Remix.run Logo
nickysielicki 7 days ago

Frankly, this is strictly a positive signal to me.

Fargate and lambda are fundamentally very different from EC2/nitro under the hood, with a very different risk profile in terms of security. The reason you can't run GPU workloads on top of fargate and lambda is because exposing physical 3rd-party hardware to untrusted customer code dramatically increases the startup and shutdown costs (ie: validating that the hardware is still functional, healthy, and hasn't been tampered with in any way). That means scrubbing takes a long time and you can't handle capacity surges as easily as you can with paravirtualized traditional compute workloads.

There are a lot of business-minded non-technical people running AWS, some of which are sure to be loudly complaining about this horrible loss of revenue... which simply lets you know that when push comes to shove, the right voices are still winning inside AWS (eg: the voices that put security above everything else, where it belongs).

cyberax 7 days ago | parent [-]

> Frankly, this is strictly a positive signal to me.

How?

> The reason you can't run GPU workloads on top of fargate and lambda is because exposing physical 3rd-party hardware to untrusted customer code dramatically increases the startup and shutdown costs

This is BS. Both NVidia and AMD offer virtualization extensions. And even without that, they can simply power-cycle the GPUs after switching tenants.

Moreover, Fargate is used for long-running tasks, and it definitely can run on a regular Nitro stack. They absolutely can provide GPUs for them, but it likely requires a lot of internal work across teams to make it happen. So it doesn't happen.

I worked at AWS, in a team responsible for EC2 instance launching. So I know how it all works internally :)

nickysielicki 7 days ago | parent [-]

You'd have to build totally separate datacenters with totally different hardware than what they have today. You're not thinking about the complexity introduced by the use of pcie switches. For starters, you don't have enough bandwidth to saturate all gpus concurrently, they're sharing pcie root complex bandwidth, which is a non-starter if you want to define any kind of reasonable SLA. You can't really enforce limits, either. Even if you're able to tolerate that and sell customers on it, the security side is worse. All customer GPU transactions would be traversing a shared switch fabric, which means noisy bursty neighbors, timing side-channels, etc., etc., etc.

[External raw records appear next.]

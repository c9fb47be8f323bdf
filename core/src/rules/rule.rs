use kat_types::RuleConfig;

use crate::action::{ActionContext, ActionList};
use crate::condition::ConditionGroup;
use crate::event::Event;
use crate::scope::BindScope;

/// Event → gating conditions → actions
#[derive(Debug, Default)]
pub struct Rule {
    name: String,
    event: Option<Event>,
    conditions: ConditionGroup,
    actions: ActionList,
}

impl Rule {
    pub fn new(name: impl Into<String>) -> Self {
        Self {
            name: name.into(),
            ..Default::default()
        }
    }

    // --- Accessors ---

    pub fn name(&self) -> &str {
        &self.name
    }

    pub fn set_name(&mut self, name: impl Into<String>) {
        self.name = name.into();
    }

    pub fn event(&self) -> Option<&Event> {
        self.event.as_ref()
    }

    pub fn event_mut(&mut self) -> Option<&mut Event> {
        self.event.as_mut()
    }

    pub fn set_event(&mut self, event: Option<Event>) {
        self.event = event;
    }

    pub fn conditions(&self) -> &ConditionGroup {
        &self.conditions
    }

    pub fn conditions_mut(&mut self) -> &mut ConditionGroup {
        &mut self.conditions
    }

    pub fn actions(&self) -> &ActionList {
        &self.actions
    }

    pub fn actions_mut(&mut self) -> &mut ActionList {
        &mut self.actions
    }

    // --- Evaluation ---

    /// No event or no action slot: nothing is evaluated
    pub fn is_inert(&self) -> bool {
        self.event.is_none() || self.actions.is_empty()
    }

    /// One tick. Returns whether the actions ran.
    pub fn evaluate(&mut self, ctx: &mut ActionContext<'_>) -> bool {
        if self.actions.is_empty() {
            return false;
        }
        let Some(event) = &mut self.event else {
            return false;
        };
        if !event.evaluate(ctx.now) {
            return false;
        }
        if !self.conditions.evaluate(ctx.now) {
            tracing::debug!(rule = %self.name, "Event fired, conditions not met");
            return false;
        }
        let executed = self.actions.execute(ctx);
        tracing::debug!(rule = %self.name, executed, "Rule fired");
        true
    }

    pub fn reset_event(&mut self) {
        if let Some(event) = &mut self.event {
            event.reset();
        }
    }

    /// Event, every configured condition and every action slot valid
    pub fn is_valid(&self) -> bool {
        self.event.as_ref().is_some_and(Event::is_valid)
            && self.conditions.is_valid()
            && self.actions.is_valid()
    }

    /// Listing line: `name: event | conditions | actions`
    pub fn describe(&self) -> String {
        let event = match &self.event {
            Some(event) => event.describe(),
            None => "To be configured".to_string(),
        };
        format!(
            "{}: {} | {} | {}",
            self.name,
            event,
            self.conditions.summary(),
            self.actions.summary()
        )
    }

    pub fn is_edited(&self) -> bool {
        self.event
            .as_ref()
            .is_some_and(|e| e.condition().is_edited())
            || self.conditions.is_edited()
            || self.actions.is_edited()
    }

    pub fn acknowledge(&mut self) {
        if let Some(event) = &mut self.event {
            event.condition_mut().acknowledge();
        }
        self.conditions.acknowledge();
        self.actions.acknowledge();
    }

    pub fn duplicate(&self) -> Self {
        Self {
            name: self.name.clone(),
            event: self.event.as_ref().map(Event::duplicate),
            conditions: self.conditions.duplicate(),
            actions: self.actions.duplicate(),
        }
    }

    // ─── Persistence ────────────────────────────────────────────────────────

    pub fn to_config(&self) -> RuleConfig {
        RuleConfig {
            name: self.name.clone(),
            event: self.event.as_ref().map(Event::to_config),
            conditions: self.conditions.to_config(),
            actions: self.actions.to_config(),
        }
    }

    pub fn from_config(config: &RuleConfig, scope: BindScope<'_>) -> Self {
        Self {
            name: config.name.clone(),
            event: config.event.as_ref().map(|e| Event::from_config(e, scope)),
            conditions: ConditionGroup::from_config(&config.conditions, scope),
            actions: ActionList::from_config(&config.actions, scope),
        }
    }
}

cyberax 6 days ago | parent [-]

> You'd have to build totally separate datacenters with totally different hardware than what they have today.

No? You can reset GPUs with regular PCI-e commands.

> You can't really enforce limits, either. Even if you're able to tolerate that and sell customers on it, the security side is worse

Welp. AWS is already a totally insecure trash, it seems: https://aws.amazon.com/ec2/instance-types/g6e/ Good to know.

Not having GPUs on Fargate/Lambda is, at this point, just a sign of corporate impotence. They can't marshal internal teams to work together, so all they can do is a wrapper/router for AI models that a student can vibe-code in a month.

We're doing AI models for aerial imagery analysis, so we need to train and host very custom code. Right now, we have to use third-parties for that because AWS is way more expensive than the competition (e.g. https://lambda.ai/pricing ), _and_ it's harder to use. And yes, we spoke with the sales reps about private pricing offers.

nickysielicki 6 days ago | parent [-]

none of this applies to g6e because it doesn’t have/need a pcie switch, because it doesn’t have rdma support (nor nvlink), which means sriov just works.

cyberax 6 days ago | parent [-]

And what is your point? What is stopping AWS from using g6e or g6dn on Fargate to keep up with the competitors?

nickysielicki 6 days ago | parent [-]

Nothing, but IMO it’s a bad idea. 1. customers who build a compute workload on top of fargate have no future, newer hardware probably won’t ever support it. 2. It’s already ancient hardware from 3 years ago. 3. AWS now has to take responsibility for building an AMI with the latest driver, because the driver must always be newer than whatever toolkit is used inside the container. 4. AWS needs to monitor those instances and write wrappers for things like dgcm.

cyberax 6 days ago | parent [-]

Fargate is simply a userspace application to manage containers with some ties-in to the AWS control plane for orchestration. It allows users to simply request compute capability from EKS/ECS without caring about autoscaling groups, launch templates, and all the other overhead.

"AWS Lambda for model running" would be another nice service.

The things that competitors already provide.

And this is not a weird nonsense requirement. It's something that a lot of serious AI companies now need. And the AWS is totally dropping the ball.

> AWS now has to take responsibility for building an AMI with the latest driver, because the driver must always be newer than whatever toolkit is used inside the container.

They already do that for Bedrock, Sagemaker, and other AI apps.